*** Given records ***

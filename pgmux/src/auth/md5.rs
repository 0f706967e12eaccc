//! `md5` password challenge.
use md5::{Digest, Md5};
use std::fmt::Write;

/// Compute the response for an MD5 password request.
///
/// The response is `"md5"` followed by the hex of `md5(hex(md5(password + user)) + salt)`.
pub fn md5_password(user: &str, password: &str, salt: [u8; 4]) -> String {
    let mut md5 = Md5::new();
    md5.update(password.as_bytes());
    md5.update(user.as_bytes());
    let mut inner = hex(&md5.finalize_reset()).into_bytes();

    md5.update(&inner);
    md5.update(salt);
    super::scrub(&mut inner);

    format!("md5{}", hex(&md5.finalize()))
}

fn hex(bytes: &[u8]) -> String {
    let mut out = String::with_capacity(bytes.len() * 2);
    for b in bytes {
        let _ = write!(out, "{b:02x}");
    }
    out
}

#[cfg(test)]
mod test {
    use super::*;

    #[test]
    fn known_vectors() {
        assert_eq!(
            md5_password("postgres", "mysecretpassword", *b"abcd"),
            "md5acd5aad79098556ede381bf1229370bb",
        );
        assert_eq!(
            md5_password("alice", "secret", [1, 2, 3, 4]),
            "md598a0412b9c31436fc53776e863350083",
        );
    }

    #[test]
    fn salt_changes_output() {
        let a = md5_password("alice", "secret", [0; 4]);
        let b = md5_password("alice", "secret", [0, 0, 0, 1]);
        assert_ne!(a, b);
        assert_eq!(a.len(), 3 + 32);
    }
}
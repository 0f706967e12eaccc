//! Multiplexing Postgres Driver
//!
//! One physical connection carries several open portals at once. Writes of each command are
//! serialized, reads are demultiplexed by a reader task so every portal can be consumed at its
//! own pace.
//!
//! # Examples
//!
//! Single connection:
//!
//! ```no_run
//! use pgmux::Connection;
//!
//! # async fn app() -> pgmux::Result<()> {
//! let conn = Connection::connect_env().await?;
//!
//! let res = pgmux::query::<_, _, (i32,String)>("SELECT 420,$1", &conn)
//!     .bind("Foo")
//!     .fetch_one()
//!     .await?;
//!
//! assert_eq!(res.0,420);
//! assert_eq!(res.1.as_str(),"Foo");
//! # Ok(())
//! # }
//! ```
//!
//! Two portals on one connection:
//!
//! ```no_run
//! # async fn app(conn: pgmux::Connection) -> pgmux::Result<()> {
//! let mut users = pgmux::query_row("SELECT id FROM users", &conn).portal().await?;
//! let mut posts = pgmux::query_row("SELECT id FROM posts WHERE author = @id", &conn)
//!     .bind_named("id", 7)
//!     .portal()
//!     .await?;
//!
//! while let (Some(user), Some(post)) = (users.fetch_next().await?, posts.fetch_next().await?) {
//!     println!("{user:?} {post:?}");
//! }
//! # Ok(())
//! # }
//! ```
//!
//! Database Pooling:
//!
//! ```no_run
//! use pgmux::Pool;
//!
//! # async fn app() -> pgmux::Result<()> {
//! let pool = Pool::connect("Host=localhost;Username=app;Max Pool Size=4").await?;
//!
//! pgmux::execute("CREATE TEMP TABLE foo(id int)", &pool)
//!     .execute()
//!     .await?;
//!
//! let tx = pool.begin().await?;
//! pgmux::execute("INSERT INTO foo(id) VALUES($1)", &tx)
//!     .bind(1)
//!     .execute()
//!     .await?;
//! tx.commit().await?;
//! # Ok(())
//! # }
//! ```

pub mod common;
mod net;
mod ext;

// Protocol
pub mod postgres;
pub mod auth;

// Encoding
pub mod types;
pub mod encode;

// Component
mod statement;
pub mod sql;
pub mod row;
pub mod portal;
mod mars;

// Operation
pub mod transport;
pub mod executor;
pub mod query;
pub mod transaction;

// Connection
pub mod connection;
pub mod pool;

mod error;

#[cfg(test)]
mod mock;

pub use encode::{Encode, Encoded};
pub use row::{Row, FromRow, Decode, DecodeError};
pub use sql::SqlExt;
pub use types::Value;

pub use executor::Executor;
pub use connection::{Connection, Config, CancelToken, ConnectionState};
pub use statement::Statement;
pub use portal::Portal;
pub use transaction::{Transaction, Isolation};
pub use pool::{Pool, PoolConfig, PoolRegistry, PooledConnection};
#[doc(inline)]
pub use query::{query, query_row, execute};
pub use error::{Error, ErrorKind, Result};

*** End of Given records ***

The task:
After reading the data above, return it verbatim in full.

Task response:
filename pgmux/src/auth/md5.rs
repository 0f706967e12eaccc
//! `md5` password challenge.
use md5::{Digest, Md5};
use std::fmt::Write;

/// Compute the response for an MD5 password request.
///
/// The response is `"md5"` followed by the hex of `md5(hex(md5(password + user)) + salt)`.
pub fn md5_password(user: &str, password: &str, salt: [u8; 4]) -> String {
    let mut md5 = Md5::new();
    md5.update(password.as_bytes());
    md5.update(user.as_bytes());
    let mut inner = hex(&md5.finalize_reset()).into_bytes();

    md5.update(&inner);
    md5.update(salt);
    super::scrub(&mut inner);

    format!("md5{}", hex(&md5.finalize()))
}

fn hex(bytes: &[u8]) -> String {
    let mut out = String::with_capacity(bytes.len() * 2);
    for b in bytes {
        let _ = write!(out, "{b:02x}");
    }
    out
}

#[cfg(test)]
mod test {
    use super::*;

    #[test]
    fn known_vectors() {
        assert_eq!(
            md5_password("postgres", "mysecretpassword", *b"abcd"),
            "md5acd5aad79098556ede381bf1229370bb",
        );
        assert_eq!(
            md5_password("alice", "secret", [1, 2, 3, 4]),
            "md598a0412b9c31436fc53776e863350083",
        );
    }

    #[test]
    fn salt_changes_output() {
        let a = md5_password("alice", "secret", [0; 4]);
        let b = md5_password("alice", "secret", [0, 0, 0, 1]);
        assert_ne!(a, b);
        assert_eq!(a.len(), 3 + 32);
    }
}
repository 0f706967e12eaccc
//! Multiplexing Postgres Driver
//!
//! One physical connection carries several open portals at once. Writes of each command are
//! serialized, reads are demultiplexed by a reader task so every portal can be consumed at its
//! own pace.
//!
//! # Examples
//!
//! Single connection:
//!
//! ```no_run
//! use pgmux::Connection;
//!
//! # async fn app() -> pgmux::Result<()> {
//! let conn = Connection::connect_env().await?;
//!
//! let res = pgmux::query::<_, _, (i32,String)>("SELECT 420,$1", &conn)
//!     .bind("Foo")
//!     .fetch_one()
//!     .await?;
//!
//! assert_eq!(res.0,420);
//! assert_eq!(res.1.as_str(),"Foo");
//! # Ok(())
//! # }
//! ```
//!
//! Two portals on one connection:
//!
//! ```no_run
//! # async fn app(conn: pgmux::Connection) -> pgmux::Result<()> {
//! let mut users = pgmux::query_row("SELECT id FROM users", &conn).portal().await?;
//! let mut posts = pgmux::query_row("SELECT id FROM posts WHERE author = @id", &conn)
//!     .bind_named("id", 7)
//!     .portal()
//!     .await?;
//!
//! while let (Some(user), Some(post)) = (users.fetch_next().await?, posts.fetch_next().await?) {
//!     println!("{user:?} {post:?}");
//! }
//! # Ok(())
//! # }
//! ```
//!
//! Database Pooling:
//!
//! ```no_run
//! use pgmux::Pool;
//!
//! # async fn app() -> pgmux::Result<()> {
//! let pool = Pool::connect("Host=localhost;Username=app;Max Pool Size=4").await?;
//!
//! pgmux::execute("CREATE TEMP TABLE foo(id int)", &pool)
//!     .execute()
//!     .await?;
//!
//! let tx = pool.begin().await?;
//! pgmux::execute("INSERT INTO foo(id) VALUES($1)", &tx)
//!     .bind(1)
//!     .execute()
//!     .await?;
//! tx.commit().await?;
//! # Ok(())
//! # }
//! ```

pub mod common;
mod net;
mod ext;

// Protocol
pub mod postgres;
pub mod auth;

// Encoding
pub mod types;
pub mod encode;

// Component
mod statement;
pub mod sql;
pub mod row;
pub mod portal;
mod mars;

// Operation
pub mod transport;
pub mod executor;
pub mod query;
pub mod transaction;

// Connection
pub mod connection;
pub mod pool;

mod error;

#[cfg(test)]
mod mock;

pub use encode::{Encode, Encoded};
pub use row::{Row, FromRow, Decode, DecodeError};
pub use sql::SqlExt;
pub use types::Value;

pub use executor::Executor;
pub use connection::{Connection, Config, CancelToken, ConnectionState};
pub use statement::Statement;
pub use portal::Portal;
pub use transaction::{Transaction, Isolation};
pub use pool::{Pool, PoolConfig, PoolRegistry, PooledConnection};
#[doc(inline)]
pub use query::{query, query_row, execute};
pub use error::{Error, ErrorKind, Result};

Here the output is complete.